## [WORK REQUEST]
Everything from the line containing "assert_eq!(stats.checkpoints, 1);" through the last line of the material below is to be copied exactly, ends included.

★ ★ ★ ★

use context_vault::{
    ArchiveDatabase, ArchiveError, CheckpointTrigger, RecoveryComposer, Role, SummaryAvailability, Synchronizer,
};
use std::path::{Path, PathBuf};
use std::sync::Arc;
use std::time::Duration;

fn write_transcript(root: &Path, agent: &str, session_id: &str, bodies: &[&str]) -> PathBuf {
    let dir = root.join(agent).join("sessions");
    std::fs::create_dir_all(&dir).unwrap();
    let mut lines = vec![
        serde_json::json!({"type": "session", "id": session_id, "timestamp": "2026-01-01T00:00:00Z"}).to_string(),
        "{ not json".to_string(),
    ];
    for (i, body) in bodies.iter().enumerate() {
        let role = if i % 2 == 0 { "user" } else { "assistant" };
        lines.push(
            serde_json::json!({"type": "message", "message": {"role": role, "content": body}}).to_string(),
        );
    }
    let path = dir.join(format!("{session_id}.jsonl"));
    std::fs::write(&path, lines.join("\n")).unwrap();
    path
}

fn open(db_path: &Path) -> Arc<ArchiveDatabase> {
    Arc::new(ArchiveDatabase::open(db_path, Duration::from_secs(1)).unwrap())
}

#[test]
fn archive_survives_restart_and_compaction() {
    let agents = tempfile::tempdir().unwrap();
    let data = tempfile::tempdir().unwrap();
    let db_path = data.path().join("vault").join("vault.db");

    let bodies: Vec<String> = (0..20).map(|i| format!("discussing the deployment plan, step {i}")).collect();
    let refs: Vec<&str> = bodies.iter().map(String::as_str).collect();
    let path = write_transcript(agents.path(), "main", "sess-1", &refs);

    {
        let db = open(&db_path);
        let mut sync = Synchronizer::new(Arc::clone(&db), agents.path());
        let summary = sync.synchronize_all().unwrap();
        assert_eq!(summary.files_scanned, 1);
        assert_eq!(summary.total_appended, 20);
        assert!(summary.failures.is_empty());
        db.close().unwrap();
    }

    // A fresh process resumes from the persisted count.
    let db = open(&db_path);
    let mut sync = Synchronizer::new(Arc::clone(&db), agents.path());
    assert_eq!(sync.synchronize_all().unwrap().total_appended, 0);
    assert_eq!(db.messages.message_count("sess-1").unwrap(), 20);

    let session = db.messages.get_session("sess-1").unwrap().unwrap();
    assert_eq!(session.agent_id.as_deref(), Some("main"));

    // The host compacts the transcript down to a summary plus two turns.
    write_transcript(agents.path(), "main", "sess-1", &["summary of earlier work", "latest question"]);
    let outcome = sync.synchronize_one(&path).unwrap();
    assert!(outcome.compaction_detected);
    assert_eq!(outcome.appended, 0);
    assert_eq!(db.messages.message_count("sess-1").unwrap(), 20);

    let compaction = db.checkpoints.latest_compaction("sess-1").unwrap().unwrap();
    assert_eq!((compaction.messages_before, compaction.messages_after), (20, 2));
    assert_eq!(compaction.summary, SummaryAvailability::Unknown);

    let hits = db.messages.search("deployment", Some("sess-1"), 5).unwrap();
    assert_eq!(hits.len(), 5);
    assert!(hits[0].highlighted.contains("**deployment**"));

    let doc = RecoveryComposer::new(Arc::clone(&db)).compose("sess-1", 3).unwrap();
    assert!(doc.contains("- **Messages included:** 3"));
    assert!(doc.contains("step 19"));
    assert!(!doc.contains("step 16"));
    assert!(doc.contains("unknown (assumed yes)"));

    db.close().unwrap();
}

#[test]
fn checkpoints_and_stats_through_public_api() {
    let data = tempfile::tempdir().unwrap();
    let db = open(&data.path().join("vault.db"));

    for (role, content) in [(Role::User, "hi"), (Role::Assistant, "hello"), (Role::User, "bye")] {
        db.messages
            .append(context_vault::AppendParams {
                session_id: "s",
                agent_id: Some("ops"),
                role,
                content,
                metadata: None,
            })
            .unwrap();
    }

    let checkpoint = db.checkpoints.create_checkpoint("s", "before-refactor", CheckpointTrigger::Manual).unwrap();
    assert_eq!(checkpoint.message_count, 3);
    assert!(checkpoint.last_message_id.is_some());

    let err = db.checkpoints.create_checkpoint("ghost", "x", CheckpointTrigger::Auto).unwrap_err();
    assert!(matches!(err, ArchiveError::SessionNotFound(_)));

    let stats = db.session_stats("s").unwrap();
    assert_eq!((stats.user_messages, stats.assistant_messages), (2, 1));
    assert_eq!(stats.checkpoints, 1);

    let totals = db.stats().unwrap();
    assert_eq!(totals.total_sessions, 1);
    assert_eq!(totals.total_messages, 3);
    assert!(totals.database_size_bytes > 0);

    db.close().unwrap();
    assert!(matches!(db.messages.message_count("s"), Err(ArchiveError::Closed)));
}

★ ★ ★ ★

## [PROBLEM SOLUTION]
    assert_eq!(stats.checkpoints, 1);

    let totals = db.stats().unwrap();
    assert_eq!(totals.total_sessions, 1);
    assert_eq!(totals.total_messages, 3);
    assert!(totals.database_size_bytes > 0);

    db.close().unwrap();
    assert!(matches!(db.messages.message_count("s"), Err(ArchiveError::Closed)));
}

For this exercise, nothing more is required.